Work through the data and say how many lines contain "Integer". The number alone is the answer.

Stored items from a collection
----

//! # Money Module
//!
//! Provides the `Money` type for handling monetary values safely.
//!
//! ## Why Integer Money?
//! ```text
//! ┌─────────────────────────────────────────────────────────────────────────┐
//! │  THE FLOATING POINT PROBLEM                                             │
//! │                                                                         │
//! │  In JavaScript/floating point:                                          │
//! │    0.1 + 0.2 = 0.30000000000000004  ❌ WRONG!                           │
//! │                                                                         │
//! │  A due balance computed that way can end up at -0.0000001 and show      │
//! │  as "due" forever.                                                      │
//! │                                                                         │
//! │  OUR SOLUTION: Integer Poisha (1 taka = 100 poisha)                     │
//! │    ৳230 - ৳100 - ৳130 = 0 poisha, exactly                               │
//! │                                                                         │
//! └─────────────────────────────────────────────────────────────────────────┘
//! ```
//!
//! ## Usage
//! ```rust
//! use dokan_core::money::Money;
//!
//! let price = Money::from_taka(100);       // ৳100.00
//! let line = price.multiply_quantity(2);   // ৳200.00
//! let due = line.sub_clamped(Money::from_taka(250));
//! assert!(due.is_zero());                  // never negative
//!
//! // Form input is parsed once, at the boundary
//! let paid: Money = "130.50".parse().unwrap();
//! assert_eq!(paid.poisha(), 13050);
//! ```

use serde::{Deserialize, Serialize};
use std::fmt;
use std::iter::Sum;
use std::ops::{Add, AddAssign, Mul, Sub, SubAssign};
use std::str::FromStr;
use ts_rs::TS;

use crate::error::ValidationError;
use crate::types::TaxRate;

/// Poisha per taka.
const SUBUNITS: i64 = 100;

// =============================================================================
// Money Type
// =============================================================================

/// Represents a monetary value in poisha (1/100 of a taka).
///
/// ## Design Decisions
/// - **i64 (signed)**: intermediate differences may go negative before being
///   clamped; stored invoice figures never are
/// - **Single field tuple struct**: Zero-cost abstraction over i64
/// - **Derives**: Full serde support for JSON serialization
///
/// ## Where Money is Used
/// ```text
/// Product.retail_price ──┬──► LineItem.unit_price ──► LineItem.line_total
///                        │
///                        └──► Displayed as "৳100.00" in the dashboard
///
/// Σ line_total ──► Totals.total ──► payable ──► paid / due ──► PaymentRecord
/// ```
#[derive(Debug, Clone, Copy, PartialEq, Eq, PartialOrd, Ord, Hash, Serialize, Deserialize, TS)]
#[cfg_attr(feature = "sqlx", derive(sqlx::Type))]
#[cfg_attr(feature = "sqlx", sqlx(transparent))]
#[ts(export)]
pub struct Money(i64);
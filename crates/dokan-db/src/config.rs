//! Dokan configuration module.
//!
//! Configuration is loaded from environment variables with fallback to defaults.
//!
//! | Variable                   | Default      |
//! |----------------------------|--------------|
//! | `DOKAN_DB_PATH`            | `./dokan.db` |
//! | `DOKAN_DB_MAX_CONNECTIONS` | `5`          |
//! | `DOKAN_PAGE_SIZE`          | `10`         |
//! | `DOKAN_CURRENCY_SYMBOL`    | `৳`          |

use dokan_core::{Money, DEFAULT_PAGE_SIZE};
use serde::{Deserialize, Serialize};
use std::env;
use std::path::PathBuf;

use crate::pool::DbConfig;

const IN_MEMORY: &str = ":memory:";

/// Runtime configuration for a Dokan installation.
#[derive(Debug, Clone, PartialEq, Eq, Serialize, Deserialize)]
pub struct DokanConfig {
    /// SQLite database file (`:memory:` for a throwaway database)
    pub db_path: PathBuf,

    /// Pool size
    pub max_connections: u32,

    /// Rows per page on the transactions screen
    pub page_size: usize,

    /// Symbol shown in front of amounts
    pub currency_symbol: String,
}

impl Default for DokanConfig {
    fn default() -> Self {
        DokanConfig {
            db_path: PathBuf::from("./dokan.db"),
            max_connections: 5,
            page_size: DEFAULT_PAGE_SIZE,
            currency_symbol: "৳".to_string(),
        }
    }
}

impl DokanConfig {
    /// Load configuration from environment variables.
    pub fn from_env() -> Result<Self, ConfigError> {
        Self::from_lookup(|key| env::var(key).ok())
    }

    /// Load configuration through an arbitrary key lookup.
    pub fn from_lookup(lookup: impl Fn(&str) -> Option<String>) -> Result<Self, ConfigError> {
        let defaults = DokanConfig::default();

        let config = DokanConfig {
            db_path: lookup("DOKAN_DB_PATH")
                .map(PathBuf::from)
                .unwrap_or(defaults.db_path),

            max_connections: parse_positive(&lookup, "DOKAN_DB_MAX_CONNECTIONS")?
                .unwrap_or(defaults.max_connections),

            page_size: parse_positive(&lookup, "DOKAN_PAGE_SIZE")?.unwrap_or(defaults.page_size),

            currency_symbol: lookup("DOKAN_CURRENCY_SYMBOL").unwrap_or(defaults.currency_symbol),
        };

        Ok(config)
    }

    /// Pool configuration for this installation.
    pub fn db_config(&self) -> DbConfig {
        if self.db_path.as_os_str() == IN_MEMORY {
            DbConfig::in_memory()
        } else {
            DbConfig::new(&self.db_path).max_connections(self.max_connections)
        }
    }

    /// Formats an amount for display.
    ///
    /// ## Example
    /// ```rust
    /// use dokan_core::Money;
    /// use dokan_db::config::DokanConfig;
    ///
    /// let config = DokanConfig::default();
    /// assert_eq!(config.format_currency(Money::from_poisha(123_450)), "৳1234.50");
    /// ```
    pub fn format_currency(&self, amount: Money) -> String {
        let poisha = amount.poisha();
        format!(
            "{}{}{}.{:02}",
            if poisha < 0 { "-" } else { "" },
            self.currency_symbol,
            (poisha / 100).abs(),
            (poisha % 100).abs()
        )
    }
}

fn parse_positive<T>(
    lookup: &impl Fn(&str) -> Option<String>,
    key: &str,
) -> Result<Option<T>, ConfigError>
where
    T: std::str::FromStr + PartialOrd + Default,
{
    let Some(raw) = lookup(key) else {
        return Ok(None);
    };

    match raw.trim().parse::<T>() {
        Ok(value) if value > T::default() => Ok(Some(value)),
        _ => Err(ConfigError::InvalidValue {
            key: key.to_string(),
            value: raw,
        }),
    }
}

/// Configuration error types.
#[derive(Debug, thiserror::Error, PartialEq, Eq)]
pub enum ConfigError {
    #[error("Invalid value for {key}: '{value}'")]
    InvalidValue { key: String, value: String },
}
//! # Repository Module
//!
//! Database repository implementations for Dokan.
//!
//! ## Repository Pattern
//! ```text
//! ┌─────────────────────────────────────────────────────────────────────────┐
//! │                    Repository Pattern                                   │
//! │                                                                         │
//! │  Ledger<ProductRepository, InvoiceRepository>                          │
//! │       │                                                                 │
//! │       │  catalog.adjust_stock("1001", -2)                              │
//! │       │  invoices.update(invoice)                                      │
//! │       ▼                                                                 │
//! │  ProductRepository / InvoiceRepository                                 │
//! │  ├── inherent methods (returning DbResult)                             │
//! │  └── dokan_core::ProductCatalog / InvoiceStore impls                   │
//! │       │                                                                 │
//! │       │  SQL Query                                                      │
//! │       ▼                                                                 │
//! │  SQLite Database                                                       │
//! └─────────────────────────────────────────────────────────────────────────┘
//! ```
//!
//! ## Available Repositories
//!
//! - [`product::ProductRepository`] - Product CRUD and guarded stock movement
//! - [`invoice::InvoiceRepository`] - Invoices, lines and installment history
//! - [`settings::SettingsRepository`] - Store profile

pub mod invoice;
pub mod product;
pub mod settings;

----

RESPONSE FOR THIS EXERCISE: 2